What follows is my reply email, which seems to have done little to clarify my position in my friend’s mind, but which he insists others might enjoy:

Re: Milo

Okay, so, it gets off to a bad start.

‘The picture you paint is perfectly accurate …’

Except that it’s not. A shitload of first-wave feminists—the suffragettes—were staunch conservatives who belonged to organisations like the Christian Women’s Temperance Union and wanted the vote because they thought the world was going to hell and we needed to outlaw booze and generally be more proper.

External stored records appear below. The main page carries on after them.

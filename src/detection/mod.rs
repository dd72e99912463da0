//! Signature-based detection.
//!
//! This module provides:
//! - Hash algorithm identifiers and digests
//! - Signature values and feed formats (JSON, flat text)
//! - The algorithm-partitioned signature store
//! - The scanner that matches inputs against a store

pub mod algorithm;
pub mod builtin;
pub mod matcher;
pub mod signature;
pub mod store;

pub use algorithm::{Digest, DigestSet, HashAlgorithm};
pub use matcher::Scanner;
pub use signature::{Signature, SignatureEntry, SignatureFile};
pub use store::{LoadReport, SharedStore, SignatureStore};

‘… lesbianic sort of feminism.’

Presumably, since he’s gay and doesn’t like feminists, all lesbians hate men. Similarly, I don’t much care for grapefruit, which is how I know that oranges are out to get me.

‘The wage gap is a myth.’

Yeah, it demonstrably isn’t. The argument that women are being paid less for doing the same jobs is one that nobody is making. It is true that a lot of popular feminist articles about the wage gap are intellectually lazy, but there are complex structural reasons why women make less money. It is simply not true that women just like nursing better than engineering. What is true is that if the societal roadblocks to women becoming engineers all disappeared (a proposition that, granted, is likely to remain hypothetical for the foreseeable future), there’d be twice as many engineers and their wages would fall to something more in line with those of nurses, because that’s how capitalism works. (See also, Half the Sky’s assumption that doubling the work force in less developed countries will magically create twice as many jobs, and not simply halve real wages; or that a micro-loan for a small businesswoman will somehow also create customers in a destitute country under IMF-imposed austerity measures.)

‘No reputable economist takes this seriously.’

‘Reputable economist’ is an oxymoron, because mathematical models are closed systems and can therefore never account for both growth and value. They also fail to account for time and space. But, all economists use them, because it lends an air of legitimacy to the profession, and they know that policymakers will simply defer to their ‘expertise’. So, you have right-wing economists (like Milton Friedman or Alan Greenspan) working from the assumption that wealthy capitalists will invariably reinvest their profits to create jobs, and left-wing economists (like Thomas Piketty, whose statistics are good, but whose maths is horseshit) assuming that wealthy individuals simply hoard their money; neither of which is true for anything more than a handful of individuals.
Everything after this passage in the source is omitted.